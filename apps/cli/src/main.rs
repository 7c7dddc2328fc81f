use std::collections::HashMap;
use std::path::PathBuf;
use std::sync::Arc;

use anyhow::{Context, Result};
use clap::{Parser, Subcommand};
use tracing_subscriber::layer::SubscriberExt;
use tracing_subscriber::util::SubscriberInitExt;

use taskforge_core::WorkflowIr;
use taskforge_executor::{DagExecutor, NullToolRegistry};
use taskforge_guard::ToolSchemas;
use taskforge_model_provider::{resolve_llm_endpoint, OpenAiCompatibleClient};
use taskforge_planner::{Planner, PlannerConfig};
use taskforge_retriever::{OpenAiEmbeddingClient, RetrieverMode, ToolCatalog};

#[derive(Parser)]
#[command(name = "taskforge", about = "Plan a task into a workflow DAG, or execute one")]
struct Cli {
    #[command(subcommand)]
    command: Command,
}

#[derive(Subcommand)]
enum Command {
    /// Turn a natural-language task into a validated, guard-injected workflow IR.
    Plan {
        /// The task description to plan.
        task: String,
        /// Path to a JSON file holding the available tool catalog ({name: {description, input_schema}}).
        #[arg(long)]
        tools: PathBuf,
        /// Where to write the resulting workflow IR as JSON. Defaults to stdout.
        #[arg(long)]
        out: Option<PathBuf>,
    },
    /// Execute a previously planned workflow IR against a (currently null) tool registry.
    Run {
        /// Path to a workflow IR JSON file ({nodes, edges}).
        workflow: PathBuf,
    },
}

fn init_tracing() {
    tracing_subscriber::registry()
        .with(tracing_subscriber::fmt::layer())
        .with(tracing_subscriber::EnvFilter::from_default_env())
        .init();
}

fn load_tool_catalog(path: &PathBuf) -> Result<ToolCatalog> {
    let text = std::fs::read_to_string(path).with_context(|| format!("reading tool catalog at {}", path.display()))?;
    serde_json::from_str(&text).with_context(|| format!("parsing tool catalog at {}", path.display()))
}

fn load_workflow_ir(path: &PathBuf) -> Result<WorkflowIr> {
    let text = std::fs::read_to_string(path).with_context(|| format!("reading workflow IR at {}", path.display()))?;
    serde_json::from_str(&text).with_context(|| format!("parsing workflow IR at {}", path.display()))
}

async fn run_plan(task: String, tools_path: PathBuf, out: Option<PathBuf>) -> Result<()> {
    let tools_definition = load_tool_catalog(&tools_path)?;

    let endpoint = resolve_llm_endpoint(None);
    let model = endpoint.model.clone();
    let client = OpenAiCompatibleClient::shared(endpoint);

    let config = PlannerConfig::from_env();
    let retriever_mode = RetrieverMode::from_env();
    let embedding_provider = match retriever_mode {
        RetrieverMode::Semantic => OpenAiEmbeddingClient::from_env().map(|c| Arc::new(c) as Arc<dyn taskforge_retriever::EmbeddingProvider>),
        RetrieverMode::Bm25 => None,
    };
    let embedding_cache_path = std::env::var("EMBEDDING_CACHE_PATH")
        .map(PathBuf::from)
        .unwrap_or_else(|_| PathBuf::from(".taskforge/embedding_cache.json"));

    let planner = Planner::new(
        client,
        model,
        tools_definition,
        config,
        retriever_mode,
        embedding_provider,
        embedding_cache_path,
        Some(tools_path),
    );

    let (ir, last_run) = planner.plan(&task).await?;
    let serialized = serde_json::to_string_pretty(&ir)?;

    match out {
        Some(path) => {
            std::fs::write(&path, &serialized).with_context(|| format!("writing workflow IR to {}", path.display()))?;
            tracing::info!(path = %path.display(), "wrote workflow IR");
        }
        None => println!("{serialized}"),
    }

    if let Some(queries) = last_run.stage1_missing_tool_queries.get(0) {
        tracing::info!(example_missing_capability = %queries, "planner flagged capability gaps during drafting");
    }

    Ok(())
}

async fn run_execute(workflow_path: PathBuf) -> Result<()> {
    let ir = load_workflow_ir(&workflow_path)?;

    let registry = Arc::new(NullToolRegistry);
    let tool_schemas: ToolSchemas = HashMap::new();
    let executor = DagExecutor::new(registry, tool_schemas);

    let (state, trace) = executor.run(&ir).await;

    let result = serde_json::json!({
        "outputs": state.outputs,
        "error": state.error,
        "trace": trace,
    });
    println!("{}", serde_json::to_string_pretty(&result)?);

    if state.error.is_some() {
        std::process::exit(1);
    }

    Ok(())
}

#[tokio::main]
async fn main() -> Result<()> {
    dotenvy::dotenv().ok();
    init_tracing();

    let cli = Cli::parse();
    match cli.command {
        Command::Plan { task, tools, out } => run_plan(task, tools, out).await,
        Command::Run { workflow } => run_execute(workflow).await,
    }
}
:::::
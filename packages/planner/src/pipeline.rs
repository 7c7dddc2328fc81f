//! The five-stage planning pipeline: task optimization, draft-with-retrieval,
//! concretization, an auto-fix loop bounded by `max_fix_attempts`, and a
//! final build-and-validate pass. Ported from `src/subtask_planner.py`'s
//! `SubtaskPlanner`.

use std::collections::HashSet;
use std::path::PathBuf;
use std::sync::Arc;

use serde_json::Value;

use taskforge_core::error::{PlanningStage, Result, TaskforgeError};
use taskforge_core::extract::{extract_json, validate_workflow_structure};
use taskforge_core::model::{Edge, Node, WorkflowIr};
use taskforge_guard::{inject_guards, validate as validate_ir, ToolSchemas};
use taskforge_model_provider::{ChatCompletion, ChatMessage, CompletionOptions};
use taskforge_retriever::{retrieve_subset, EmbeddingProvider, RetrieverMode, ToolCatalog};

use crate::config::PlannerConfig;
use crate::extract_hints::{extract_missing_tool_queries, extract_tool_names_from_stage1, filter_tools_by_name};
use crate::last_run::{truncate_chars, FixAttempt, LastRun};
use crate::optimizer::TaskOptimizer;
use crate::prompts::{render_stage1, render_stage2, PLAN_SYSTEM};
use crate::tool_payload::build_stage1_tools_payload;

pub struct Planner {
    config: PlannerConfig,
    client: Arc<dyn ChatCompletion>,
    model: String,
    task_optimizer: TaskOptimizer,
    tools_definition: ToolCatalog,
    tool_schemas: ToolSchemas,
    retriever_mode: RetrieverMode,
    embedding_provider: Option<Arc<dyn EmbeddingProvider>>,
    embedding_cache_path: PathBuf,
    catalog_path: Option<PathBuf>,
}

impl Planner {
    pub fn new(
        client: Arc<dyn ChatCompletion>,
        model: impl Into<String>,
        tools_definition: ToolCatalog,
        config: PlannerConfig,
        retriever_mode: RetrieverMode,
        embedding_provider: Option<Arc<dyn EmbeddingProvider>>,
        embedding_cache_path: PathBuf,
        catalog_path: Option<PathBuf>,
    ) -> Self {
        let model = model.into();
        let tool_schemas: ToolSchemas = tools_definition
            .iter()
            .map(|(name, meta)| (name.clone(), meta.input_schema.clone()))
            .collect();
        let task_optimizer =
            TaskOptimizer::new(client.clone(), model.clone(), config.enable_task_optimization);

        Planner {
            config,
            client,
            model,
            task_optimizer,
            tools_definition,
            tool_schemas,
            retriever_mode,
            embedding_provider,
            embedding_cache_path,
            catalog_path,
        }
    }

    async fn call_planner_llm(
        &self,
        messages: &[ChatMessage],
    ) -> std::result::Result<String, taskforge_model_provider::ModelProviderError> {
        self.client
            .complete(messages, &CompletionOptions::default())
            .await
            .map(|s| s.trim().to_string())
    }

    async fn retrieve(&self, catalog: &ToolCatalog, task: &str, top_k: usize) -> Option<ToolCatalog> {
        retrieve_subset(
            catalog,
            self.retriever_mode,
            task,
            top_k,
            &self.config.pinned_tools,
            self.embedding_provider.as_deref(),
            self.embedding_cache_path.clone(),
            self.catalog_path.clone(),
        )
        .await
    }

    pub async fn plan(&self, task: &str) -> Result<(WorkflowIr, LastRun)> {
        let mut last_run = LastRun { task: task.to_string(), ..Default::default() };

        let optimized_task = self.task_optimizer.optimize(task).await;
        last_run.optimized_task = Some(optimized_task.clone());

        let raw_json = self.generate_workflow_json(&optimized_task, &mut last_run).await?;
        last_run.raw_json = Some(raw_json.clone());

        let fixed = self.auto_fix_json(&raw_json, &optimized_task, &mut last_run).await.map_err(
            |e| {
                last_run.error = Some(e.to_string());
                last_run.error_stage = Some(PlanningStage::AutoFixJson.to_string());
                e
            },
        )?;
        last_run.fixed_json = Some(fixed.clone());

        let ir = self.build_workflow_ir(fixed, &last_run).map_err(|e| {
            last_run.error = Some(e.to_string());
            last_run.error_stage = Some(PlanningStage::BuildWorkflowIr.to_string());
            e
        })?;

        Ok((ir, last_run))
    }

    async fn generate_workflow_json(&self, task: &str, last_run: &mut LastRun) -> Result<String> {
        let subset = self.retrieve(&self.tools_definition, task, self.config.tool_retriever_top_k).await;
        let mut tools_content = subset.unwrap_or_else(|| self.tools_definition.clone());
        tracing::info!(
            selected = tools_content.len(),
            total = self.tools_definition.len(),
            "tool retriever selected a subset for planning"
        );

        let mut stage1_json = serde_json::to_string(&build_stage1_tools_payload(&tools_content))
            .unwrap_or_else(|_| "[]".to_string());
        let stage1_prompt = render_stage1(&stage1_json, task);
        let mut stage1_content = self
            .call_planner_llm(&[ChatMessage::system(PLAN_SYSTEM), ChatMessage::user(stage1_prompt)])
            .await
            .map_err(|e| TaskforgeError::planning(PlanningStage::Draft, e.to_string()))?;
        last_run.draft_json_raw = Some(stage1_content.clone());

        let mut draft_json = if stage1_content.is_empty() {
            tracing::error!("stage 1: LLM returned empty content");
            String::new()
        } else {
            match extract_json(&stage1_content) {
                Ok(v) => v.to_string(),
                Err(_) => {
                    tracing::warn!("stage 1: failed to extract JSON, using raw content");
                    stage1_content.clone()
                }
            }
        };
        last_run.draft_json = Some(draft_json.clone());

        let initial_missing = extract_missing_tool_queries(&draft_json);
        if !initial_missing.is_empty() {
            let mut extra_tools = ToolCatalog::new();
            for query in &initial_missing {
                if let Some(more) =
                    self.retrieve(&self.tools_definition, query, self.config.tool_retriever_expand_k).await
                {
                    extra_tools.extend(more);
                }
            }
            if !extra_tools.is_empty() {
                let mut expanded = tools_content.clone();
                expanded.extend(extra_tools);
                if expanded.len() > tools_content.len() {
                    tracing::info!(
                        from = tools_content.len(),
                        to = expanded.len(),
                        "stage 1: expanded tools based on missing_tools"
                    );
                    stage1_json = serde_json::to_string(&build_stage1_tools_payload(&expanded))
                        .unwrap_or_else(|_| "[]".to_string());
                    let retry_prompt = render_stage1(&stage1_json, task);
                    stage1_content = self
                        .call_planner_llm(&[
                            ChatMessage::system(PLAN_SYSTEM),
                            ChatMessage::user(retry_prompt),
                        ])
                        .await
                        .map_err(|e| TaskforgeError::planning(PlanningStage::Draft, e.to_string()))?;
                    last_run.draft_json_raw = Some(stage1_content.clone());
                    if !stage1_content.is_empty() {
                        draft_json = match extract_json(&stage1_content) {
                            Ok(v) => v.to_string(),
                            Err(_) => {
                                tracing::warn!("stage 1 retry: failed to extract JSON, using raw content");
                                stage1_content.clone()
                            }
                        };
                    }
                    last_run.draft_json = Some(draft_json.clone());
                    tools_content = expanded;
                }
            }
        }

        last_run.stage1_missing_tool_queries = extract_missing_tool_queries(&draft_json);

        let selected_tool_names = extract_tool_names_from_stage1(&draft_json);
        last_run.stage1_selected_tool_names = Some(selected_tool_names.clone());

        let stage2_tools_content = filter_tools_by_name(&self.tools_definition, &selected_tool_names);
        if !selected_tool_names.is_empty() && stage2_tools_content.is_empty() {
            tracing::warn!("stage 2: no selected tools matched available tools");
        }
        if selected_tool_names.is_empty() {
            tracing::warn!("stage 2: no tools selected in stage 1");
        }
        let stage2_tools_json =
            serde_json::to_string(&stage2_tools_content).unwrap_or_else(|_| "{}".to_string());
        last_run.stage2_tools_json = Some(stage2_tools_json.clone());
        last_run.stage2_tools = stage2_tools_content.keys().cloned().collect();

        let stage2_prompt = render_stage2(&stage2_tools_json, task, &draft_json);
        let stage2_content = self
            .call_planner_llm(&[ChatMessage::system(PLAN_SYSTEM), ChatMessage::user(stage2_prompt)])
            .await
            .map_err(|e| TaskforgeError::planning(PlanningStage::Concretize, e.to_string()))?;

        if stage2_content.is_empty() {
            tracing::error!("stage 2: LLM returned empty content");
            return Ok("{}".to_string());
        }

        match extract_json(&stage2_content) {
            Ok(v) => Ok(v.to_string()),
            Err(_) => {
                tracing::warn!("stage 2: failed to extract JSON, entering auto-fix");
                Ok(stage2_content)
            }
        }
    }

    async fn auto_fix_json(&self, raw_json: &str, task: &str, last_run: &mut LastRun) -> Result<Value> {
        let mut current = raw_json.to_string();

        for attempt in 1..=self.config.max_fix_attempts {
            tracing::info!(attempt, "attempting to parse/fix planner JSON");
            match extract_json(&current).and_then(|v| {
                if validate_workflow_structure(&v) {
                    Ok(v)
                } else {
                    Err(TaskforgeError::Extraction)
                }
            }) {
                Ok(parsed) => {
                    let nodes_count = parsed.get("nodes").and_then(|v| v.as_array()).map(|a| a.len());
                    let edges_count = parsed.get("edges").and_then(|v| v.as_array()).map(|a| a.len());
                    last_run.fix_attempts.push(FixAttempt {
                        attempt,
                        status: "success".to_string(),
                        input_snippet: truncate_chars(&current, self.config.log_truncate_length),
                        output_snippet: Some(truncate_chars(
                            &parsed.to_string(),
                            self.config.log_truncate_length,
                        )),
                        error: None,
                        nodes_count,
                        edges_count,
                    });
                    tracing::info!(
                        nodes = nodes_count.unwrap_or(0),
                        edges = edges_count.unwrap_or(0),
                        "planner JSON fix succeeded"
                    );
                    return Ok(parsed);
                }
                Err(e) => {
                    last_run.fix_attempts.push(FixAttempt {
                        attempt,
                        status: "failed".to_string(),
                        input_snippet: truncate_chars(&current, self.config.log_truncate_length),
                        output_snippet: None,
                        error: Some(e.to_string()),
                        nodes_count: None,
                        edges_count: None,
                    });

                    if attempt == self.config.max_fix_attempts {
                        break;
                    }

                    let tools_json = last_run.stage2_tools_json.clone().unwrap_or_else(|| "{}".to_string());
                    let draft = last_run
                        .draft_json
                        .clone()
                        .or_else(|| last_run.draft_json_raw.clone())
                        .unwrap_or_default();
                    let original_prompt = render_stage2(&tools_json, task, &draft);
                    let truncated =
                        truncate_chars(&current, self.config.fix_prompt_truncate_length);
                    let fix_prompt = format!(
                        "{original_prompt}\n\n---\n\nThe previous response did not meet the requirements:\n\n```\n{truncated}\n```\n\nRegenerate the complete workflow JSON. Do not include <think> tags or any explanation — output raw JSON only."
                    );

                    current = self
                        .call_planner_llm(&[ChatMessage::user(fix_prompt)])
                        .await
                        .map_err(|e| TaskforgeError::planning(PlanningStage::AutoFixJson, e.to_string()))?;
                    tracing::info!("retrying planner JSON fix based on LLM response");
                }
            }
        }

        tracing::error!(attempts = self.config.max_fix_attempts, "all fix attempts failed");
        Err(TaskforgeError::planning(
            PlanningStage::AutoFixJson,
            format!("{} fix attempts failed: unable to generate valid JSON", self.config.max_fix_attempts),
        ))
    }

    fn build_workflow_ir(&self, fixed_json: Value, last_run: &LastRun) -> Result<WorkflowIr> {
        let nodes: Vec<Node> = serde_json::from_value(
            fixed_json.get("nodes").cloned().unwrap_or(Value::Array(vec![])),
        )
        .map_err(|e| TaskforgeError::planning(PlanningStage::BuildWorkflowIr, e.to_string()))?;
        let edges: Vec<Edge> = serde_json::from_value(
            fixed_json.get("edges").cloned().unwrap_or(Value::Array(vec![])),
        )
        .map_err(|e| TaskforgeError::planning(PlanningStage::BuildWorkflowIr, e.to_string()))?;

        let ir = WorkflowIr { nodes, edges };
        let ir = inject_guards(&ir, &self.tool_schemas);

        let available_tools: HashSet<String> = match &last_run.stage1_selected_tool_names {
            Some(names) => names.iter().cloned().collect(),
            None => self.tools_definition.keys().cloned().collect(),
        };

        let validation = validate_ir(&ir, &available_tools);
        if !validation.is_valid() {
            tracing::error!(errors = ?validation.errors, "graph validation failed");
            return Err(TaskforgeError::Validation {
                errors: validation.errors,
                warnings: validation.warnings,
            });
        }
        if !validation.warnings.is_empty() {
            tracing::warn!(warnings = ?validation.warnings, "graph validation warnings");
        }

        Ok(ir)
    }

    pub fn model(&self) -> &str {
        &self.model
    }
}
:::::
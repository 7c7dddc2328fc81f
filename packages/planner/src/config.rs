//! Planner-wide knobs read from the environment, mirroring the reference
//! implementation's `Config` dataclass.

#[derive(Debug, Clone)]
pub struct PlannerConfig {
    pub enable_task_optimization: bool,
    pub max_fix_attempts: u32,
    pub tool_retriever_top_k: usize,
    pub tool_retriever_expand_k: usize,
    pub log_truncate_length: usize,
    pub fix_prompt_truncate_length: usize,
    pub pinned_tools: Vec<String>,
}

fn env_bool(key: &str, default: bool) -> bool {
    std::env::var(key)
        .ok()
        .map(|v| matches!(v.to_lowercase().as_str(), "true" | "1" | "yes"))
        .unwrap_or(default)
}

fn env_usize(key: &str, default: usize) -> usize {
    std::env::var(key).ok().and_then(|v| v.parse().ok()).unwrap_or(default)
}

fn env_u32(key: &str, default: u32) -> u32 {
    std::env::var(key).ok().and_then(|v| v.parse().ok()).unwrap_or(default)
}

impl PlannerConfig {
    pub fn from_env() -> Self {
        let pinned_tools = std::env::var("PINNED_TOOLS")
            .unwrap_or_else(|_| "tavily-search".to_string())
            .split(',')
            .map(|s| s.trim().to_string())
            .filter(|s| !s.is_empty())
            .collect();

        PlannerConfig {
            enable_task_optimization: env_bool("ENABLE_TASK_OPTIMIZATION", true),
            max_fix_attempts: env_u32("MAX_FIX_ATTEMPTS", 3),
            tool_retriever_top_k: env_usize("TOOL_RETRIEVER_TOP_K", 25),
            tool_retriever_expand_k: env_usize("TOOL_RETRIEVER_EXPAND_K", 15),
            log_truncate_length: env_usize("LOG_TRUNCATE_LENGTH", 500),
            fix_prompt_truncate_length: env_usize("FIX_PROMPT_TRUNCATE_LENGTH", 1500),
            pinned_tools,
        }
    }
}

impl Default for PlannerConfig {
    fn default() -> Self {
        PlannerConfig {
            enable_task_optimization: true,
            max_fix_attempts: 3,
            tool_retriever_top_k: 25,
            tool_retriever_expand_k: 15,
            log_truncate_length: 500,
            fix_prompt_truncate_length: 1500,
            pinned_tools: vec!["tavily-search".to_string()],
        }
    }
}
:::::
* _WHAT TO WORK ON_:
Lines containing the word "ToolCatalog" are to be pulled from the records and copied.

* _ANSWER AREA_:
use taskforge_retriever::{OpenAiEmbeddingClient, RetrieverMode, ToolCatalog};
fn load_tool_catalog(path: &PathBuf) -> Result<ToolCatalog> {
use taskforge_retriever::{retrieve_subset, EmbeddingProvider, RetrieverMode, ToolCatalog};
    tools_definition: ToolCatalog,
        tools_definition: ToolCatalog,
    async fn retrieve(&self, catalog: &ToolCatalog, task: &str, top_k: usize) -> Option<ToolCatalog> {
            let mut extra_tools = ToolCatalog::new();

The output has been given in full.